• _INSTRUCTIONS TO FOLLOW_
Reading the records below, how many lines contain "VectorSettings"? Respond with a number and nothing else.

• _Saved entries_
--- START ---

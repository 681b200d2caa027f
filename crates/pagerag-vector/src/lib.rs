//! pagerag-vector
//!
//! Multivector stores behind the `VectorStore` gateway: LanceDB on disk, or an
//! in-process store with binary-quantized candidate ranking.

use std::sync::Arc;

use anyhow::Result;
use tracing::info;

use pagerag_core::config::VectorSettings;
use pagerag_core::traits::VectorStore;

pub mod lance;
pub mod maxsim;
pub mod memory;
pub mod schema;
pub mod table;

pub use lance::LanceVectorStore;
pub use memory::InMemoryVectorStore;

/// Store selected by `vector.uri`, with `vector.collection` created if missing.
pub async fn open_store(settings: &VectorSettings) -> Result<Arc<dyn VectorStore>> {
    let store: Arc<dyn VectorStore> = if settings.is_memory() {
        info!(dim = settings.dim, "using in-memory vector store");
        Arc::new(InMemoryVectorStore::new(settings.dim))
    } else {
        let uri = pagerag_core::config::expand_path(&settings.uri);
        Arc::new(LanceVectorStore::connect(&uri.to_string_lossy(), settings.dim).await?)
    };
    store.initialize(&settings.collection).await?;
    Ok(store)
}
use std::sync::Arc;

use anyhow::{anyhow, ensure, Result};
use arrow_array::builder::{FixedSizeListBuilder, Float32Builder, ListBuilder};
use arrow_array::{Array, ArrayRef, FixedSizeListArray, Float32Array, ListArray, RecordBatch, StringArray, UInt32Array, UInt64Array};
use arrow_schema::{DataType, Field, Schema};

use pagerag_core::types::{IndexedPoint, MultiVector, PagePayload, PointId};

pub const ID_COLUMN: &str = "id";
pub const VECTOR_COLUMN: &str = "multivector";

fn sub_vector_type(dim: usize) -> DataType {
    DataType::FixedSizeList(Arc::new(Field::new("item", DataType::Float32, true)), dim as i32)
}

/// One row per page: id, the page multivector, then the payload fields.
pub fn build_page_schema(dim: usize) -> Arc<Schema> {
    Arc::new(Schema::new(vec![
        Field::new(ID_COLUMN, DataType::UInt64, false),
        Field::new(VECTOR_COLUMN, DataType::List(Arc::new(Field::new("item", sub_vector_type(dim), true))), true),
        Field::new("source", DataType::Utf8, false),
        Field::new("file_path", DataType::Utf8, false),
        Field::new("page_number", DataType::UInt32, false),
        Field::new("pdf_name", DataType::Utf8, false),
    ]))
}

pub fn points_to_record_batch(points: &[IndexedPoint], dim: usize) -> Result<RecordBatch> {
    let mut vectors = ListBuilder::new(FixedSizeListBuilder::new(Float32Builder::new(), dim as i32));
    for point in points {
        for v in &point.vector {
            ensure!(v.len() == dim, "point {}: sub-vector length {} != {}", point.id, v.len(), dim);
            vectors.values().values().append_slice(v);
            vectors.values().append(true);
        }
        vectors.append(true);
    }

    let columns: Vec<ArrayRef> = vec![
        Arc::new(UInt64Array::from_iter_values(points.iter().map(|p| p.id))),
        Arc::new(vectors.finish()),
        Arc::new(StringArray::from_iter_values(points.iter().map(|p| p.payload.source.as_str()))),
        Arc::new(StringArray::from_iter_values(points.iter().map(|p| p.payload.file_path.as_str()))),
        Arc::new(UInt32Array::from_iter_values(points.iter().map(|p| p.payload.page_number as u32))),
        Arc::new(StringArray::from_iter_values(points.iter().map(|p| p.payload.pdf_name.as_str()))),
    ];
    Ok(RecordBatch::try_new(build_page_schema(dim), columns)?)
}

/// Query multivector as a fixed-size-list array, one row per sub-vector.
pub fn query_array(query: &MultiVector, dim: usize) -> Result<ArrayRef> {
    ensure!(query.iter().all(|v| v.len() == dim), "query sub-vectors must have length {}", dim);
    let rows = query.iter().map(|v| Some(v.iter().copied().map(Some).collect::<Vec<_>>()));
    Ok(Arc::new(FixedSizeListArray::from_iter_primitive::<arrow_array::types::Float32Type, _, _>(rows, dim as i32)))
}

fn column<'a, T: 'static>(batch: &'a RecordBatch, name: &str) -> Result<&'a T> {
    batch
        .column_by_name(name)
        .and_then(|c| c.as_any().downcast_ref::<T>())
        .ok_or_else(|| anyhow!("column '{}' missing or mistyped", name))
}

/// A decoded result row.
pub struct PageRow {
    pub id: PointId,
    pub vector: MultiVector,
    pub payload: PagePayload,
}

pub fn rows_from_batch(batch: &RecordBatch) -> Result<Vec<PageRow>> {
    let ids = column::<UInt64Array>(batch, ID_COLUMN)?;
    let vectors = column::<ListArray>(batch, VECTOR_COLUMN)?;
    let sources = column::<StringArray>(batch, "source")?;
    let paths = column::<StringArray>(batch, "file_path")?;
    let pages = column::<UInt32Array>(batch, "page_number")?;
    let names = column::<StringArray>(batch, "pdf_name")?;

    (0..batch.num_rows())
        .map(|i| {
            let inner = vectors.value(i);
            let subs = inner
                .as_any()
                .downcast_ref::<FixedSizeListArray>()
                .ok_or_else(|| anyhow!("multivector rows must be fixed-size lists"))?;
            let vector = (0..subs.len())
                .map(|j| {
                    let values = subs.value(j);
                    values
                        .as_any()
                        .downcast_ref::<Float32Array>()
                        .map(|f| f.values().to_vec())
                        .ok_or_else(|| anyhow!("sub-vector values must be float32"))
                })
                .collect::<Result<MultiVector>>()?;
            Ok(PageRow {
                id: ids.value(i),
                vector,
                payload: PagePayload {
                    source: sources.value(i).to_string(),
                    file_path: paths.value(i).to_string(),
                    page_number: pages.value(i) as usize,
                    pdf_name: names.value(i).to_string(),
                },
            })
        })
        .collect()
}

--- END ---

• _OUTPUT BELOW_
2